Norma

Norma
Freitag | 27. März 2020 | 19:30 Uhr


Norma
von Vincenzo Bellini

Vincenzo Bellinis Norma aus dem Jahr 1831 ist so etwas wie das Herzstück des italienischen Belcanto. Im Mittelpunkt steht eine Frau, die sich in einen Konflikt zwischen Pflicht und Gefühl verstrickt und schließlich daran zerbricht. Als höchste Priesterin der Gallier wird von Norma erwartet, ihr Volk zu schützen und es im geeigneten Augenblick zum Aufstand aufzurufen, um die verhassten Besatzer abzuschütteln. Sie jedoch liebt den römischen Oberbefehlshaber Pollione und hat mit ihm zwei Kinder, die sie im Verborgenen großzieht. Als sie erfährt, dass sich Pollione in die junge Adalgisa verliebt hat, bricht die mühsam aufrechterhaltene Ordnung in sich zusammen.
Bellinis weitgespannte melodische Bögen lassen eine Aura meditativer Versenkung und Sehnsucht entstehen. Höchste Ekstase und tiefste Verzweiflung verbinden sich zu einem unverwechselbaren Klangkosmos, von dessen »langen, langen« Melodien Giuseppe Verdi stets mit Hochachtung sprach. Markus Bothes Inszenierung erzählt detailreich und in eindringlichen Bildern das Drama dieser Frau, Mutter, Geliebten und mit ihr einer ganzen Gesellschaft, die es nicht vermag das zu schützen, wessen sie am meisten bedarf: die Hoffnung. »Ein Triumph!«, titelte der Mannheimer Morgen.

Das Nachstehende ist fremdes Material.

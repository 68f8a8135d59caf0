//! Background Tasks Module
//!
//! Contains background tasks that run periodically during server operation.
//!
//! # Tasks
//! - Cache Cleanup: Drops the cached list once its expiration deadline passes

mod cleanup;

pub use cleanup::spawn_cache_cleanup_task;
//! Request timing middleware.

use std::time::Instant;

use axum::{extract::Request, middleware::Next, response::Response};
use tracing::info;

/// Logs the start and end of every request together with its duration.
pub async fn request_timing(req: Request, next: Next) -> Response {
    let method = req.method().clone();
    let path = req.uri().path().to_string();
    let started = Instant::now();

    info!(%method, %path, "request started");
    let response = next.run(req).await;
    info!(
        %method,
        %path,
        status = response.status().as_u16(),
        elapsed_ms = started.elapsed().as_millis() as u64,
        "request finished"
    );

    response
}
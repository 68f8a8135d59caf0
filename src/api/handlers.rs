//! API Handlers
//!
//! Application state plus the handlers shared by every API version:
//! login, health, cache stats and the service instance tag.

use std::sync::Arc;

use axum::{extract::State, Json};

use super::ApiJson;
use crate::auth::AuthService;
use crate::cache::ExpirationPolicy;
use crate::config::Config;
use crate::error::Result;
use crate::models::{
    seed_books, AuthResponse, Book, HealthResponse, InstanceResponse, LoginRequest,
    StatsResponse,
};
use crate::service::BookService;
use crate::store::{EntityStore, MemoryStore};

/// Application state shared across all handlers.
#[derive(Clone)]
pub struct AppState {
    /// Cached book service
    pub books: Arc<BookService>,
    /// Token issuer and verifier
    pub auth: Arc<AuthService>,
}

impl AppState {
    /// Creates a new AppState from its parts.
    pub fn new(books: BookService, auth: AuthService) -> Self {
        Self {
            books: Arc::new(books),
            auth: Arc::new(auth),
        }
    }

    /// Creates a new AppState over `store`, configured from `config`.
    pub fn with_store(store: Arc<dyn EntityStore<Book>>, config: &Config) -> Self {
        let books = BookService::new(store, ExpirationPolicy::from(config));
        Self::new(books, AuthService::from_config(config))
    }

    /// Creates a new AppState over a seeded in-memory store.
    pub fn in_memory(config: &Config) -> Self {
        Self::with_store(Arc::new(MemoryStore::seeded(seed_books())), config)
    }
}

/// Handler for POST /api/auth/login and /api/v2/auth/login
pub async fn login_handler(
    State(state): State<AppState>,
    ApiJson(req): ApiJson<LoginRequest>,
) -> Result<Json<AuthResponse>> {
    Ok(Json(state.auth.login(&req)?))
}

/// Handler for GET /stats
pub async fn stats_handler(State(state): State<AppState>) -> Json<StatsResponse> {
    let books = &state.books;
    Json(StatsResponse::new(
        &books.cache_stats(),
        books.is_cache_populated(),
        books.instance_tag(),
    ))
}

/// Handler for GET /api/service-instance
pub async fn instance_handler(State(state): State<AppState>) -> Json<InstanceResponse> {
    Json(InstanceResponse {
        instance: state.books.instance_tag(),
    })
}

/// Handler for GET /health
pub async fn health_handler() -> Json<HealthResponse> {
    Json(HealthResponse::healthy())
}
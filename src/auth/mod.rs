//! Authentication Module
//!
//! Issues and verifies HS256 bearer tokens for the demo user directory.

mod extractor;

pub use extractor::AuthUser;

use std::collections::HashMap;

use chrono::{DateTime, Duration, Utc};
use jsonwebtoken::{decode, encode, Algorithm, DecodingKey, EncodingKey, Header, Validation};
use serde::{Deserialize, Serialize};
use tracing::{info, warn};

use crate::config::Config;
use crate::error::AuthError;
use crate::models::{AuthResponse, LoginRequest};

/// Claims carried by every issued token.
#[derive(Debug, Clone, Serialize, Deserialize)]
pub struct Claims {
    /// Username
    pub sub: String,
    pub role: String,
    pub iss: String,
    pub aud: String,
    /// Issued at (Unix seconds)
    pub iat: i64,
    /// Expiry (Unix seconds)
    pub exp: i64,
}

/// Upper bound on token lifetime (one year)
const MAX_TOKEN_TTL_SECS: u64 = 365 * 24 * 60 * 60;

struct UserRecord {
    password: &'static str,
    role: &'static str,
}

// == Auth Service ==
pub struct AuthService {
    encoding: EncodingKey,
    decoding: DecodingKey,
    issuer: String,
    audience: String,
    token_ttl: Duration,
    // Demo user directory: username -> (password, role)
    users: HashMap<&'static str, UserRecord>,
}

impl AuthService {
    pub fn new(secret: &str, issuer: &str, audience: &str, token_ttl_secs: u64) -> Self {
        let user = |password, role| UserRecord { password, role };
        let users = HashMap::from([
            ("admin", user("password123", "Admin")),
            ("user", user("userpass", "User")),
            ("manager", user("managerpass", "Manager")),
        ]);

        Self {
            encoding: EncodingKey::from_secret(secret.as_bytes()),
            decoding: DecodingKey::from_secret(secret.as_bytes()),
            issuer: issuer.to_string(),
            audience: audience.to_string(),
            token_ttl: Duration::seconds(token_ttl_secs.min(MAX_TOKEN_TTL_SECS) as i64),
            users,
        }
    }

    pub fn from_config(config: &Config) -> Self {
        Self::new(
            &config.jwt_secret,
            &config.jwt_issuer,
            &config.jwt_audience,
            config.token_ttl,
        )
    }

    // == Login ==
    /// Checks credentials and issues a token valid for the configured lifetime.
    pub fn login(&self, request: &LoginRequest) -> Result<AuthResponse, AuthError> {
        let user = self
            .users
            .get(request.username.as_str())
            .filter(|user| user.password == request.password)
            .ok_or_else(|| {
                warn!(username = %request.username, "login rejected");
                AuthError::InvalidCredentials
            })?;

        let now = Utc::now();
        let expiration = now + self.token_ttl;
        let token = self.issue(&request.username, user.role, now, expiration)?;

        info!(username = %request.username, role = user.role, "token issued");
        Ok(AuthResponse { token, expiration })
    }

    fn issue(
        &self,
        username: &str,
        role: &str,
        issued_at: DateTime<Utc>,
        expiration: DateTime<Utc>,
    ) -> Result<String, AuthError> {
        let claims = Claims {
            sub: username.to_string(),
            role: role.to_string(),
            iss: self.issuer.clone(),
            aud: self.audience.clone(),
            iat: issued_at.timestamp(),
            exp: expiration.timestamp(),
        };
        encode(&Header::new(Algorithm::HS256), &claims, &self.encoding)
            .map_err(|e| AuthError::Encoding(e.to_string()))
    }

    // == Verify ==
    /// Validates signature, expiry, issuer and audience.
    pub fn verify(&self, token: &str) -> Result<Claims, AuthError> {
        let mut validation = Validation::new(Algorithm::HS256);
        validation.set_issuer(&[self.issuer.as_str()]);
        validation.set_audience(&[self.audience.as_str()]);

        decode::<Claims>(token, &self.decoding, &validation)
            .map(|data| data.claims)
            .map_err(|e| AuthError::InvalidToken(e.to_string()))
    }
}
//! Book entity

use rust_decimal::Decimal;
use serde::{Deserialize, Serialize};

use super::entity::{Entity, EntityId};

// == Book ==
/// A catalog record as persisted by the store.
#[derive(Debug, Clone, PartialEq, Serialize, Deserialize)]
#[serde(rename_all = "camelCase")]
pub struct Book {
    pub id: EntityId,
    pub title: String,
    pub author: String,
    pub year: i32,
    pub price: Decimal,
    pub is_available: bool,
}

impl Book {
    pub fn new(
        id: EntityId,
        title: impl Into<String>,
        author: impl Into<String>,
        year: i32,
        price: Decimal,
    ) -> Self {
        Self {
            id,
            title: title.into(),
            author: author.into(),
            year,
            price,
            is_available: true,
        }
    }
}

// == Book Draft ==
/// Field values for creating or updating a book.
///
/// `is_available` is optional: `None` means "available" on create and
/// "keep the stored value" on update.
#[derive(Debug, Clone, PartialEq)]
pub struct BookDraft {
    pub title: String,
    pub author: String,
    pub year: i32,
    pub price: Decimal,
    pub is_available: Option<bool>,
}

impl Entity for Book {
    type Draft = BookDraft;

    fn id(&self) -> EntityId {
        self.id
    }

    fn from_draft(id: EntityId, draft: BookDraft) -> Self {
        Self {
            id,
            title: draft.title,
            author: draft.author,
            year: draft.year,
            price: draft.price,
            is_available: draft.is_available.unwrap_or(true),
        }
    }

    fn updated(&self, draft: BookDraft) -> Self {
        Self {
            id: self.id,
            title: draft.title,
            author: draft.author,
            year: draft.year,
            price: draft.price,
            is_available: draft.is_available.unwrap_or(self.is_available),
        }
    }
}

/// The initial catalog contents, ids 1 through 3.
pub fn seed_books() -> Vec<Book> {
    vec![
        Book::new(1, "1984", "George Orwell", 1949, Decimal::from(120_000)),
        Book::new(2, "To Kill a Mockingbird", "Harper Lee", 1960, Decimal::from(150_000)),
        Book::new(3, "The Great Gatsby", "F. Scott Fitzgerald", 1925, Decimal::from(100_000)),
    ]
}
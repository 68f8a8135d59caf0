//! Response DTOs for the catalog API
//!
//! Defines the structure of outgoing HTTP response bodies.

use chrono::{DateTime, Utc};
use rust_decimal::Decimal;
use serde::Serialize;

use crate::cache::CacheStats;
use crate::models::{Book, EntityId};
use crate::service::InstanceTag;

/// V1 representation of a book (no availability flag)
#[derive(Debug, Clone, Serialize)]
pub struct BookV1 {
    pub id: EntityId,
    pub title: String,
    pub author: String,
    pub year: i32,
    pub price: Decimal,
}

impl From<Book> for BookV1 {
    fn from(book: Book) -> Self {
        Self {
            id: book.id,
            title: book.title,
            author: book.author,
            year: book.year,
            price: book.price,
        }
    }
}

/// Response body for a successful login
#[derive(Debug, Clone, Serialize)]
pub struct AuthResponse {
    /// Signed bearer token
    pub token: String,
    /// Token expiry in ISO 8601 format
    pub expiration: DateTime<Utc>,
}

/// Response body for the stats endpoint (GET /stats)
#[derive(Debug, Clone, Serialize)]
pub struct StatsResponse {
    /// Number of list reads served from the cache
    pub hits: u64,
    /// Number of list reads that went to the store
    pub misses: u64,
    /// Number of times the cache was filled
    pub populations: u64,
    /// Number of write-triggered evictions
    pub invalidations: u64,
    /// Number of values dropped by expiration
    pub expirations: u64,
    /// Hit rate (hits / (hits + misses))
    pub hit_rate: f64,
    /// Whether the list is currently cached
    pub cached: bool,
    /// Diagnostic tag of the serving service instance
    pub instance: InstanceTag,
}

impl StatsResponse {
    /// Creates a new StatsResponse from cache statistics
    pub fn new(stats: &CacheStats, cached: bool, instance: InstanceTag) -> Self {
        Self {
            hits: stats.hits,
            misses: stats.misses,
            populations: stats.populations,
            invalidations: stats.invalidations,
            expirations: stats.expirations,
            hit_rate: stats.hit_rate(),
            cached,
            instance,
        }
    }
}

/// Response body for GET /api/service-instance
#[derive(Debug, Clone, Serialize)]
pub struct InstanceResponse {
    pub instance: InstanceTag,
}

/// Response body for the health endpoint (GET /health)
#[derive(Debug, Clone, Serialize)]
pub struct HealthResponse {
    /// Health status (e.g., "healthy")
    pub status: String,
    /// Current timestamp in ISO 8601 format
    pub timestamp: String,
}

impl HealthResponse {
    /// Creates a new HealthResponse with current timestamp
    pub fn healthy() -> Self {
        Self {
            status: "healthy".to_string(),
            timestamp: chrono::Utc::now().to_rfc3339(),
        }
    }
}

/// Error response body for plain error conditions
#[derive(Debug, Clone, Serialize)]
pub struct ErrorResponse {
    /// Error message describing what went wrong
    pub error: String,
}

impl ErrorResponse {
    /// Creates a new ErrorResponse
    pub fn new(error: impl Into<String>) -> Self {
        Self {
            error: error.into(),
        }
    }
}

Musikalische Leitung: Jānis Liepiņš
Inszenierung: Markus Bothe
Bühne: Robert Schweer
Kostüme: Justina Klimczyk
Licht: Damian Chmielarz
Dramaturgie: Cordula Demattio
Chor: Dani Juris

Pollione: Andreas Hermann
Oroveso: Bartosz Urbanowicz / Sung Ha
Norma: Estelle Kruger
Adalgisa: Jelena Kordić
Clotilde: Martiniana Antonie
Flavio: Raphael Wittmer
Mit dem Opernchor


Was heute noch los ist...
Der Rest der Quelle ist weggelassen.